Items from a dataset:
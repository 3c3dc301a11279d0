//! Legal move generation.
//!
//! Moves are generated legal directly: checkers and pins are computed once per
//! position, so no candidate move ever has to be played and tested.

use crate::attacks::{
    between, bishop_attacks, king_attacks, knight_attacks, line, pawn_attacks, rook_attacks,
};
use crate::bitboard::Bitboard;
use crate::board::Position;
use crate::types::*;

/// Which subset of the legal moves to produce.
#[derive(Clone, Copy, Debug, PartialEq, Eq)]
pub enum GenType {
    All,
    /// Captures (including en passant) and promotions.
    Noisy,
}

/// Generate all legal moves, returning a freshly allocated vector.
pub fn legal_moves(pos: &Position) -> Vec<Move> {
    let mut out = Vec::with_capacity(64);
    legal_moves_into(pos, &mut out);
    out
}

/// Generate all legal moves into the provided buffer, reusing it across calls.
pub fn legal_moves_into(pos: &Position, out: &mut Vec<Move>) {
    generate(pos, GenType::All, out);
}

pub fn generate(pos: &Position, gen: GenType, out: &mut Vec<Move>) {
    out.clear();

    let us = pos.side_to_move();
    let them = us.other();
    let ksq = pos.king_sq(us);
    let occupied = pos.occupied();
    let own = pos.color(us);
    let enemy = pos.color(them);
    let checkers = pos.checkers();

    // The king is lifted off the board so it cannot hide behind itself on a slider ray.
    let without_king = occupied ^ Bitboard::from_square(ksq);
    let mut king_targets = king_attacks(ksq) & !own;
    if gen == GenType::Noisy {
        king_targets &= enemy;
    }
    for to in king_targets {
        if (pos.attackers_to(to, without_king) & enemy).is_empty() {
            push(out, ksq, to, enemy.contains(to));
        }
    }

    if checkers.more_than_one() {
        return;
    }

    // Squares a non-king move may land on: anything outside our own pieces, or,
    // in check, the checker itself and the squares between it and the king.
    let mut target = !own;
    if let Some(checker) = checkers.lsb() {
        target = checkers | between(ksq, checker);
    }
    let piece_target = match gen {
        GenType::All => target,
        GenType::Noisy => target & enemy,
    };

    let pinned = pos.pinned(us);
    let restrict = |from: u8| {
        if pinned.contains(from) {
            line(ksq, from)
        } else {
            Bitboard::ALL
        }
    };

    // A pinned knight can never stay on its pin line.
    for from in pos.pieces(us, PieceKind::Knight) & !pinned {
        for to in knight_attacks(from) & piece_target {
            push(out, from, to, enemy.contains(to));
        }
    }

    let queens = pos.pieces(us, PieceKind::Queen);
    for from in pos.pieces(us, PieceKind::Bishop) | queens {
        for to in bishop_attacks(from, occupied) & piece_target & restrict(from) {
            push(out, from, to, enemy.contains(to));
        }
    }
    for from in pos.pieces(us, PieceKind::Rook) | queens {
        for to in rook_attacks(from, occupied) & piece_target & restrict(from) {
            push(out, from, to, enemy.contains(to));
        }
    }

    gen_pawns(pos, gen, target, pinned, out);

    if gen == GenType::All && checkers.is_empty() {
        gen_castling(pos, out);
    }
}

#[inline(always)]
fn push(out: &mut Vec<Move>, from: u8, to: u8, capture: bool) {
    let flag = if capture {
        MoveFlag::Capture
    } else {
        MoveFlag::Quiet
    };
    out.push(Move::new(from, to, flag));
}

fn push_promotions(out: &mut Vec<Move>, from: u8, to: u8, capture: bool) {
    for kind in [
        PieceKind::Queen,
        PieceKind::Knight,
        PieceKind::Rook,
        PieceKind::Bishop,
    ] {
        out.push(Move::new(from, to, MoveFlag::promotion(kind, capture)));
    }
}

fn gen_pawns(
    pos: &Position,
    gen: GenType,
    target: Bitboard,
    pinned: Bitboard,
    out: &mut Vec<Move>,
) {
    let us = pos.side_to_move();
    let them = us.other();
    let ksq = pos.king_sq(us);
    let occupied = pos.occupied();
    let enemy = pos.color(them);
    let (start_rank, promo_rank) = match us {
        Color::White => (Bitboard::RANK_2, Bitboard::RANK_8),
        Color::Black => (Bitboard::RANK_7, Bitboard::RANK_1),
    };

    for from in pos.pieces(us, PieceKind::Pawn) {
        let allowed = if pinned.contains(from) {
            line(ksq, from) & target
        } else {
            target
        };

        let single = Bitboard::from_square(from).forward(us) & !occupied;
        if let Some(to) = (single & allowed).lsb() {
            if promo_rank.contains(to) {
                push_promotions(out, from, to, false);
            } else if gen == GenType::All {
                out.push(Move::new(from, to, MoveFlag::Quiet));
            }
        }
        if gen == GenType::All && start_rank.contains(from) {
            let double = single.forward(us) & !occupied & allowed;
            if let Some(to) = double.lsb() {
                out.push(Move::new(from, to, MoveFlag::DoublePush));
            }
        }

        for to in pawn_attacks(from, us) & enemy & allowed {
            if promo_rank.contains(to) {
                push_promotions(out, from, to, true);
            } else {
                out.push(Move::new(from, to, MoveFlag::Capture));
            }
        }

        if let Some(ep) = pos.en_passant() {
            if pawn_attacks(from, us).contains(ep) && en_passant_is_legal(pos, from, ep) {
                out.push(Move::new(from, ep, MoveFlag::EnPassant));
            }
        }
    }
}

/// Replays the capture on a scratch occupancy and asks whether the king is attacked.
///
/// This covers the two-pawns-leave-the-rank discovered check as well as pins and
/// checks the captured pawn was or was not giving.
fn en_passant_is_legal(pos: &Position, from: u8, ep: u8) -> bool {
    let us = pos.side_to_move();
    let captured = ep ^ 8;
    let ksq = pos.king_sq(us);
    let occupied = (pos.occupied()
        ^ Bitboard::from_square(from)
        ^ Bitboard::from_square(captured))
        | Bitboard::from_square(ep);
    let enemy = pos.color(us.other()) & !Bitboard::from_square(captured);
    (pos.attackers_to(ksq, occupied) & enemy).is_empty()
}

fn gen_castling(pos: &Position, out: &mut Vec<Move>) {
    let us = pos.side_to_move();
    let them = us.other();
    let rights = pos.castling();
    let occupied = pos.occupied();
    let base = match us {
        Color::White => 0u8,
        Color::Black => 56u8,
    };
    let king = base + 4;
    if pos.king_sq(us) != king {
        return;
    }
    let own_rook = pos.pieces(us, PieceKind::Rook);

    // Kingside: f and g empty, king not passing through or landing on an attacked square.
    if rights.kingside(us)
        && own_rook.contains(base + 7)
        && (between(king, base + 7) & occupied).is_empty()
        && !pos.is_square_attacked(base + 5, them)
        && !pos.is_square_attacked(base + 6, them)
    {
        out.push(Move::new(king, base + 6, MoveFlag::KingCastle));
    }
    // Queenside: b, c and d empty; only d and c must be safe.
    if rights.queenside(us)
        && own_rook.contains(base)
        && (between(king, base) & occupied).is_empty()
        && !pos.is_square_attacked(base + 3, them)
        && !pos.is_square_attacked(base + 2, them)
    {
        out.push(Move::new(king, base + 2, MoveFlag::QueenCastle));
    }
}

#[cfg(test)]
#[path = "movegen_tests.rs"]
mod movegen_tests;
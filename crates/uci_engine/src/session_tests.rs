use super::*;
use std::io;

/// Output sink the tests can read back.
#[derive(Clone, Default)]
struct Captured(Arc<Mutex<Vec<u8>>>);

impl Write for Captured {
    fn write(&mut self, buf: &[u8]) -> io::Result<usize> {
        lock_or_recover(&self.0).extend_from_slice(buf);
        Ok(buf.len())
    }

    fn flush(&mut self) -> io::Result<()> {
        Ok(())
    }
}

impl Captured {
    fn lines(&self) -> Vec<String> {
        String::from_utf8_lossy(&lock_or_recover(&self.0))
            .lines()
            .map(str::to_string)
            .collect()
    }
}

fn session() -> (UciSession, Captured) {
    let captured = Captured::default();
    let out: Output = Arc::new(Mutex::new(Box::new(captured.clone())));
    let session = UciSession::new(PvsEngine::new(1), Duration::from_millis(10), out);
    (session, captured)
}

fn run(session: &mut UciSession, lines: &[&str]) {
    for line in lines {
        assert_eq!(session.handle_line(line), Flow::Continue, "{line}");
    }
    session.wait();
}

#[test]
fn test_handshake_lists_options() {
    let (mut session, out) = session();
    run(&mut session, &["uci", "isready"]);
    let lines = out.lines();
    assert!(lines[0].starts_with("id name "));
    assert!(lines.iter().any(|l| l.starts_with("option name Hash type spin")));
    assert!(lines.iter().any(|l| l == "option name Clear Hash type button"));
    assert!(lines.iter().any(|l| l.starts_with("option name MoveOverhead type spin")));
    assert_eq!(lines[lines.len() - 2], "uciok");
    assert_eq!(lines[lines.len() - 1], "readyok");
}

#[test]
fn test_go_depth_prints_info_then_bestmove() {
    let (mut session, out) = session();
    run(&mut session, &["position startpos moves e2e4", "go depth 3"]);
    let lines = out.lines();
    let infos: Vec<&String> = lines.iter().filter(|l| l.starts_with("info depth")).collect();
    assert_eq!(infos.len(), 3);
    assert!(infos[0].contains(" score cp 0 "));
    assert!(infos.iter().all(|l| l.contains(" pv ")));

    let best = lines.last().unwrap();
    assert!(best.starts_with("bestmove "));
    assert_ne!(best, "bestmove 0000");
}

#[test]
fn test_checkmated_position_reports_mate_and_null_move() {
    let (mut session, out) = session();
    run(
        &mut session,
        &[
            "position startpos moves f2f3 e7e5 g2g4 d8h4",
            "go depth 4",
        ],
    );
    let lines = out.lines();
    assert!(lines.iter().any(|l| l.contains("score mate 0")));
    assert_eq!(lines.last().map(String::as_str), Some("bestmove 0000"));
}

#[test]
fn test_perft_divide_sums_to_total() {
    let (mut session, out) = session();
    run(&mut session, &["position startpos", "go perft 2"]);
    let lines = out.lines();
    assert_eq!(lines.iter().filter(|l| l.ends_with(": 20")).count(), 20);
    assert_eq!(lines.last().map(String::as_str), Some("Nodes searched: 400"));
}

#[test]
fn test_malformed_position_keeps_previous_state() {
    let (mut session, out) = session();
    run(
        &mut session,
        &[
            "position startpos moves e2e4 e7e5",
            "position startpos moves e2e5",
            "position fen not/a/fen w - - 0 1",
            "position sideways",
            "position fen 4k3/4r3/8/8/8/8/8/4K3 b - - 0 1",
            "position fen 4k3/8/8/4P3/8/8/8/4K3 w - e6 0 1",
            "go perft 1",
        ],
    );
    assert_eq!(
        out.lines().last().map(String::as_str),
        Some("Nodes searched: 29")
    );
}

#[test]
fn test_options_are_applied() {
    let (mut session, _) = session();
    run(
        &mut session,
        &[
            "setoption name Hash value 8",
            "setoption name MoveOverhead value 250",
            "setoption name Clear Hash",
            "setoption name NoSuchOption value 3",
            "setoption garbage",
        ],
    );
    assert_eq!(lock_or_recover(&session.engine).hash_mb(), 8);
    assert_eq!(session.move_overhead, Duration::from_millis(250));

    run(&mut session, &["setoption name MoveOverhead value 999999"]);
    assert_eq!(session.move_overhead, Duration::from_millis(5000));
}

#[test]
fn test_stop_ends_an_infinite_search() {
    let (mut session, out) = session();
    assert_eq!(session.handle_line("position startpos"), Flow::Continue);
    assert_eq!(session.handle_line("go infinite"), Flow::Continue);
    std::thread::sleep(Duration::from_millis(50));
    assert_eq!(session.handle_line("stop"), Flow::Continue);

    let lines = out.lines();
    let best = lines.last().unwrap();
    assert!(best.starts_with("bestmove "));
    assert_ne!(best, "bestmove 0000");
}

#[test]
fn test_quit_and_unknown_commands() {
    let (mut session, out) = session();
    assert_eq!(session.handle_line(""), Flow::Continue);
    assert_eq!(session.handle_line("xyzzy 1 2 3"), Flow::Continue);
    assert_eq!(session.handle_line("quit"), Flow::Quit);
    assert!(out.lines().is_empty());
}

#[test]
fn test_new_game_resets_the_position() {
    let (mut session, out) = session();
    run(
        &mut session,
        &["position startpos moves e2e4 e7e5", "ucinewgame", "go perft 1"],
    );
    assert_eq!(
        out.lines().last().map(String::as_str),
        Some("Nodes searched: 20")
    );
}
use super::*;
use chess_core::{legal_moves, parse_uci_move};
use rand::rngs::StdRng;
use rand::{Rng, SeedableRng};

fn setup(fen: &str, uci: &str) -> (Position, Move) {
    let pos = Position::from_fen(fen).unwrap();
    let mv = parse_uci_move(&pos, uci).unwrap_or_else(|| panic!("{uci} is not legal in {fen}"));
    (pos, mv)
}

/// Largest threshold the move passes, found by scanning.
fn see_score(pos: &Position, mv: Move) -> i32 {
    (-1000..=1000).rev().find(|&t| see(pos, mv, t)).unwrap_or(-1001)
}

#[test]
fn test_free_pawn() {
    let (pos, mv) = setup("4k3/8/8/4p3/8/8/8/4RK2 w - - 0 1", "e1e5");
    assert!(see(&pos, mv, 100));
    assert!(!see(&pos, mv, 101));
}

#[test]
fn test_rook_takes_defended_pawn() {
    let (pos, mv) = setup("4k3/8/3p4/4p3/8/8/8/4RK2 w - - 0 1", "e1e5");
    assert!(!see(&pos, mv, 0));
    assert!(see(&pos, mv, -400));
    assert!(!see(&pos, mv, -399));
}

#[test]
fn test_pawn_takes_defended_knight() {
    let (pos, mv) = setup("4k3/8/3p4/4n3/3P4/8/8/4K3 w - - 0 1", "d4e5");
    assert_eq!(see_score(&pos, mv), 200);
}

#[test]
fn test_xray_rook_backs_up_the_capture() {
    let (pos, mv) = setup("4k3/4r3/8/4p3/8/8/4R3/4R1K1 w - - 0 1", "e2e5");
    assert_eq!(see_score(&pos, mv), 100);
}

#[test]
fn test_quiet_move_onto_attacked_square_loses_the_piece() {
    let (pos, mv) = setup("4k3/8/8/4p3/8/8/8/3QK3 w - - 0 1", "d1d4");
    assert!(!see(&pos, mv, 0));
    assert_eq!(see_score(&pos, mv), -900);
}

#[test]
fn test_king_cannot_recapture_into_a_defended_square() {
    // Rxe7+ wins the rook: Kxe7 is impossible because the e-file queen guards e7.
    let (pos, mv) = setup("4k3/4r3/8/8/8/8/4R3/4QK2 w - - 0 1", "e2e7");
    assert_eq!(see_score(&pos, mv), 500);
}

#[test]
fn test_en_passant_wins_a_pawn() {
    let (pos, mv) = setup("4k3/8/8/3pP3/8/8/8/4K3 w - d6 0 1", "e5d6");
    assert!(mv.is_en_passant());
    assert!(see(&pos, mv, 100));
    assert!(!see(&pos, mv, 101));
}

#[test]
fn test_castling_is_neutral() {
    let (pos, mv) = setup("r3k2r/8/8/8/8/8/8/R3K2R w KQkq - 0 1", "e1g1");
    assert!(see(&pos, mv, 0));
    assert!(!see(&pos, mv, 1));
}

#[test]
fn test_threshold_is_monotonic() {
    let mut rng = StdRng::seed_from_u64(0x5EE);
    let starts = [
        "r3k2r/p1ppqpb1/bn2pnp1/3PN3/1p2P3/2N2Q1p/PPPBBPPP/R3K2R w KQkq - 0 1",
        "r4rk1/1pp1qppp/p1np1n2/2b1p1B1/2B1P1b1/P1NP1N2/1PP1QPPP/R4RK1 w - - 0 10",
        "rnbqkbnr/pppppppp/8/8/8/8/PPPPPPPP/RNBQKBNR w KQkq - 0 1",
    ];

    for fen in starts {
        let mut pos = Position::from_fen(fen).unwrap();
        for _ in 0..40 {
            let moves = legal_moves(&pos);
            if moves.is_empty() {
                break;
            }
            for &mv in &moves {
                let mut passed = true;
                for t in (-1200..=1200).step_by(25) {
                    let now = see(&pos, mv, t);
                    assert!(
                        passed || !now,
                        "see not monotonic for {mv:?} at {t} in {}",
                        pos.to_fen()
                    );
                    passed = now;
                }
            }
            pos = pos.make_move(moves[rng.gen_range(0..moves.len())]);
        }
    }
}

**What this task involves**
For each line above that includes "rand", make a copy.

**Response area**
use rand::rngs::StdRng;
use rand::{Rng, SeedableRng};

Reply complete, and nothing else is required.